▶ **HOW TO COMPLETE THIS TASK**:
Your output should be the listing itself, repeated exactly.

⁂

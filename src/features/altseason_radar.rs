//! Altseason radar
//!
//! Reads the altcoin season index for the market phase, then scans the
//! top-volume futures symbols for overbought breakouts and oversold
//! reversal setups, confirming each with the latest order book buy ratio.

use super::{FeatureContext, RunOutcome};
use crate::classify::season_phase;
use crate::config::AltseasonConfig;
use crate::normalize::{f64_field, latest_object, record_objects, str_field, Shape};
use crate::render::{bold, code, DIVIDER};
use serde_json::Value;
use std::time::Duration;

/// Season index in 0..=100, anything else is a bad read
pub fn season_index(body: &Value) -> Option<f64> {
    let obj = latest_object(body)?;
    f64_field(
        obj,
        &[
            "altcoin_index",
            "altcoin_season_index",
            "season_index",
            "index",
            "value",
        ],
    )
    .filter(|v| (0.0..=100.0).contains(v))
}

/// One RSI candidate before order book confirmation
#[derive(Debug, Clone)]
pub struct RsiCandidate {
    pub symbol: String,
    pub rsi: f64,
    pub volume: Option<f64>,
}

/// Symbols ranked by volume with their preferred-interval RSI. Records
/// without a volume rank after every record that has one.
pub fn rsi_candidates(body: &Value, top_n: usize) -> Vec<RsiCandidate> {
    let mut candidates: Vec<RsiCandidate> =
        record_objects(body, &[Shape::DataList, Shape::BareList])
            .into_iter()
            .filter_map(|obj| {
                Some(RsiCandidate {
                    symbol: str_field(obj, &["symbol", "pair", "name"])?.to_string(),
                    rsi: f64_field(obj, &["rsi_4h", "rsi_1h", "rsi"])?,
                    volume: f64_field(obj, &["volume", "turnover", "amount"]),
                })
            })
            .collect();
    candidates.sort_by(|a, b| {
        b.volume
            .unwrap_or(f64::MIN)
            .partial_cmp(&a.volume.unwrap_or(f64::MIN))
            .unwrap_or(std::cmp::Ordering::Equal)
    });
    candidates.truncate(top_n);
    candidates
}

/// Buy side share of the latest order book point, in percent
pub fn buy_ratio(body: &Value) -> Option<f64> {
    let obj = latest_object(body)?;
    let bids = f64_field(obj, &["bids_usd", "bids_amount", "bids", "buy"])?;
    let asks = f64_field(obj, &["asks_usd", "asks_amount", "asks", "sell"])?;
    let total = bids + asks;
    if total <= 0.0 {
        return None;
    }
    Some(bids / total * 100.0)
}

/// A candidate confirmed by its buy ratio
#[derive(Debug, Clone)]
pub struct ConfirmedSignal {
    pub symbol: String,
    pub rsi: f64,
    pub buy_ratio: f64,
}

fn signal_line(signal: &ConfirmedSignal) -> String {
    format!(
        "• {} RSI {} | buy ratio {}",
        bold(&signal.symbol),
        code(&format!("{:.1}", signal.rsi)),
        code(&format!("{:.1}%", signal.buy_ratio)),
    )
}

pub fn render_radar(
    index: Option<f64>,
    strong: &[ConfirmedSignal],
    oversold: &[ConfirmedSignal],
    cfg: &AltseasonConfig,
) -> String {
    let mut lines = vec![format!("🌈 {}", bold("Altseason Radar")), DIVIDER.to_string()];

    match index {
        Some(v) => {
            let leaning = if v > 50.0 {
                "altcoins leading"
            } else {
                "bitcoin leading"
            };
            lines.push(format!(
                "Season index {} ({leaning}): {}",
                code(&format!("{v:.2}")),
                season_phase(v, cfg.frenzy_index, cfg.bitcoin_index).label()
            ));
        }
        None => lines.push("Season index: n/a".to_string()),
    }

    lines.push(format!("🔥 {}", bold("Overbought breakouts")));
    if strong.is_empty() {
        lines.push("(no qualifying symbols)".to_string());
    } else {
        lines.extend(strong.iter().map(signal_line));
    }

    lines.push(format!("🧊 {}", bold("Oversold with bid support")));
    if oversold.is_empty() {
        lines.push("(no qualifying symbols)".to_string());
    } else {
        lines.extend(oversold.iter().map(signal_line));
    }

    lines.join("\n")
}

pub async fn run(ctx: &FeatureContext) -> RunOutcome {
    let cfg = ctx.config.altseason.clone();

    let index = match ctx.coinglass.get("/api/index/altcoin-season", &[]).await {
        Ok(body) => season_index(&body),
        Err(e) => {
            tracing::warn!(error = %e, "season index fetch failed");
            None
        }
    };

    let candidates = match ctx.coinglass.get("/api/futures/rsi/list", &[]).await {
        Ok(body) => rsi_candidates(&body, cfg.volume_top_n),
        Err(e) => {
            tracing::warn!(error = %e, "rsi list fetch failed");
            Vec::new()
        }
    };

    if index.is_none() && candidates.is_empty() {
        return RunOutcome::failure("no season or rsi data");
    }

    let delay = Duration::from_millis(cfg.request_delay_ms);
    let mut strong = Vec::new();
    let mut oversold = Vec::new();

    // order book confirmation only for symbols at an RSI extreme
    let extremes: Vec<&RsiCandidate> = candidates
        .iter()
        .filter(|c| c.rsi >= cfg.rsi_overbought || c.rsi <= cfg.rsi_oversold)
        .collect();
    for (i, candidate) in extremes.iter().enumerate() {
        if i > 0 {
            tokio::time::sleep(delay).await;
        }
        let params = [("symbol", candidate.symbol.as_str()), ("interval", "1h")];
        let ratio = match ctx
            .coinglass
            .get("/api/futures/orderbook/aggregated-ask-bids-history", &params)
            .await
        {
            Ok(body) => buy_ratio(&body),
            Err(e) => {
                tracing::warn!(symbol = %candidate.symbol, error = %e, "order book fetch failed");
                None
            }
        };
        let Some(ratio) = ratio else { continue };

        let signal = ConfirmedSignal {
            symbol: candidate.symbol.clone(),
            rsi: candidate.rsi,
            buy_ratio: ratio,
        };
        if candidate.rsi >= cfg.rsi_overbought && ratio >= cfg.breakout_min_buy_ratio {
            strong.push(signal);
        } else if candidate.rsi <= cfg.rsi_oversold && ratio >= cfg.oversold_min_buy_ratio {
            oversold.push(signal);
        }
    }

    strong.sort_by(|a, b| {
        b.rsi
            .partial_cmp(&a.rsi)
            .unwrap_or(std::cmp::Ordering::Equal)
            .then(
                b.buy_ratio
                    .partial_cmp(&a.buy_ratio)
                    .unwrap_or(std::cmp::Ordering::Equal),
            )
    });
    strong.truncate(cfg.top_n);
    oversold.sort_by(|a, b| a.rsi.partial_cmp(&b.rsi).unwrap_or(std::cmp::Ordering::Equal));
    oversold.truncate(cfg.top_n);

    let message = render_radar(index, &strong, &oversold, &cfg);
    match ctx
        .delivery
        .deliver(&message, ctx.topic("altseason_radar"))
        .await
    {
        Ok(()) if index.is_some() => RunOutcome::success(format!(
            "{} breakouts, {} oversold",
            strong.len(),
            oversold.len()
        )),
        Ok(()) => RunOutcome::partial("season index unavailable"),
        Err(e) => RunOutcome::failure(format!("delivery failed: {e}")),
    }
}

⁂

▶ **EXPECTED ANSWER**:
filename src/features/altseason_radar.rs
//! Altseason radar
//!
//! Reads the altcoin season index for the market phase, then scans the
//! top-volume futures symbols for overbought breakouts and oversold
//! reversal setups, confirming each with the latest order book buy ratio.

use super::{FeatureContext, RunOutcome};
use crate::classify::season_phase;
use crate::config::AltseasonConfig;
use crate::normalize::{f64_field, latest_object, record_objects, str_field, Shape};
use crate::render::{bold, code, DIVIDER};
use serde_json::Value;
use std::time::Duration;

/// Season index in 0..=100, anything else is a bad read
pub fn season_index(body: &Value) -> Option<f64> {
    let obj = latest_object(body)?;
    f64_field(
        obj,
        &[
            "altcoin_index",
            "altcoin_season_index",
            "season_index",
            "index",
            "value",
        ],
    )
    .filter(|v| (0.0..=100.0).contains(v))
}

/// One RSI candidate before order book confirmation
#[derive(Debug, Clone)]
pub struct RsiCandidate {
    pub symbol: String,
    pub rsi: f64,
    pub volume: Option<f64>,
}

/// Symbols ranked by volume with their preferred-interval RSI. Records
/// without a volume rank after every record that has one.
pub fn rsi_candidates(body: &Value, top_n: usize) -> Vec<RsiCandidate> {
    let mut candidates: Vec<RsiCandidate> =
        record_objects(body, &[Shape::DataList, Shape::BareList])
            .into_iter()
            .filter_map(|obj| {
                Some(RsiCandidate {
                    symbol: str_field(obj, &["symbol", "pair", "name"])?.to_string(),
                    rsi: f64_field(obj, &["rsi_4h", "rsi_1h", "rsi"])?,
                    volume: f64_field(obj, &["volume", "turnover", "amount"]),
                })
            })
            .collect();
    candidates.sort_by(|a, b| {
        b.volume
            .unwrap_or(f64::MIN)
            .partial_cmp(&a.volume.unwrap_or(f64::MIN))
            .unwrap_or(std::cmp::Ordering::Equal)
    });
    candidates.truncate(top_n);
    candidates
}

/// Buy side share of the latest order book point, in percent
pub fn buy_ratio(body: &Value) -> Option<f64> {
    let obj = latest_object(body)?;
    let bids = f64_field(obj, &["bids_usd", "bids_amount", "bids", "buy"])?;
    let asks = f64_field(obj, &["asks_usd", "asks_amount", "asks", "sell"])?;
    let total = bids + asks;
    if total <= 0.0 {
        return None;
    }
    Some(bids / total * 100.0)
}

/// A candidate confirmed by its buy ratio
#[derive(Debug, Clone)]
pub struct ConfirmedSignal {
    pub symbol: String,
    pub rsi: f64,
    pub buy_ratio: f64,
}

fn signal_line(signal: &ConfirmedSignal) -> String {
    format!(
        "• {} RSI {} | buy ratio {}",
        bold(&signal.symbol),
        code(&format!("{:.1}", signal.rsi)),
        code(&format!("{:.1}%", signal.buy_ratio)),
    )
}

pub fn render_radar(
    index: Option<f64>,
    strong: &[ConfirmedSignal],
    oversold: &[ConfirmedSignal],
    cfg: &AltseasonConfig,
) -> String {
    let mut lines = vec![format!("🌈 {}", bold("Altseason Radar")), DIVIDER.to_string()];

    match index {
        Some(v) => {
            let leaning = if v > 50.0 {
                "altcoins leading"
            } else {
                "bitcoin leading"
            };
            lines.push(format!(
                "Season index {} ({leaning}): {}",
                code(&format!("{v:.2}")),
                season_phase(v, cfg.frenzy_index, cfg.bitcoin_index).label()
            ));
        }
        None => lines.push("Season index: n/a".to_string()),
    }

    lines.push(format!("🔥 {}", bold("Overbought breakouts")));
    if strong.is_empty() {
        lines.push("(no qualifying symbols)".to_string());
    } else {
        lines.extend(strong.iter().map(signal_line));
    }

    lines.push(format!("🧊 {}", bold("Oversold with bid support")));
    if oversold.is_empty() {
        lines.push("(no qualifying symbols)".to_string());
    } else {
        lines.extend(oversold.iter().map(signal_line));
    }

    lines.join("\n")
}

pub async fn run(ctx: &FeatureContext) -> RunOutcome {
    let cfg = ctx.config.altseason.clone();

    let index = match ctx.coinglass.get("/api/index/altcoin-season", &[]).await {
        Ok(body) => season_index(&body),
        Err(e) => {
            tracing::warn!(error = %e, "season index fetch failed");
            None
        }
    };

    let candidates = match ctx.coinglass.get("/api/futures/rsi/list", &[]).await {
        Ok(body) => rsi_candidates(&body, cfg.volume_top_n),
        Err(e) => {
            tracing::warn!(error = %e, "rsi list fetch failed");
            Vec::new()
        }
    };

    if index.is_none() && candidates.is_empty() {
        return RunOutcome::failure("no season or rsi data");
    }

    let delay = Duration::from_millis(cfg.request_delay_ms);
    let mut strong = Vec::new();
    let mut oversold = Vec::new();

    // order book confirmation only for symbols at an RSI extreme
    let extremes: Vec<&RsiCandidate> = candidates
        .iter()
        .filter(|c| c.rsi >= cfg.rsi_overbought || c.rsi <= cfg.rsi_oversold)
        .collect();
    for (i, candidate) in extremes.iter().enumerate() {
        if i > 0 {
            tokio::time::sleep(delay).await;
        }
        let params = [("symbol", candidate.symbol.as_str()), ("interval", "1h")];
        let ratio = match ctx
            .coinglass
            .get("/api/futures/orderbook/aggregated-ask-bids-history", &params)
            .await
        {
            Ok(body) => buy_ratio(&body),
            Err(e) => {
                tracing::warn!(symbol = %candidate.symbol, error = %e, "order book fetch failed");
                None
            }
        };
        let Some(ratio) = ratio else { continue };

        let signal = ConfirmedSignal {
            symbol: candidate.symbol.clone(),
            rsi: candidate.rsi,
            buy_ratio: ratio,
        };
        if candidate.rsi >= cfg.rsi_overbought && ratio >= cfg.breakout_min_buy_ratio {
            strong.push(signal);
        } else if candidate.rsi <= cfg.rsi_oversold && ratio >= cfg.oversold_min_buy_ratio {
            oversold.push(signal);
        }
    }

    strong.sort_by(|a, b| {
        b.rsi
            .partial_cmp(&a.rsi)
            .unwrap_or(std::cmp::Ordering::Equal)
            .then(
                b.buy_ratio
                    .partial_cmp(&a.buy_ratio)
                    .unwrap_or(std::cmp::Ordering::Equal),
            )
    });
    strong.truncate(cfg.top_n);
    oversold.sort_by(|a, b| a.rsi.partial_cmp(&b.rsi).unwrap_or(std::cmp::Ordering::Equal));
    oversold.truncate(cfg.top_n);

    let message = render_radar(index, &strong, &oversold, &cfg);
    match ctx
        .delivery
        .deliver(&message, ctx.topic("altseason_radar"))
        .await
    {
        Ok(()) if index.is_some() => RunOutcome::success(format!(
            "{} breakouts, {} oversold",
            strong.len(),
            oversold.len()
        )),
        Ok(()) => RunOutcome::partial("season index unavailable"),
        Err(e) => RunOutcome::failure(format!("delivery failed: {e}")),
    }
}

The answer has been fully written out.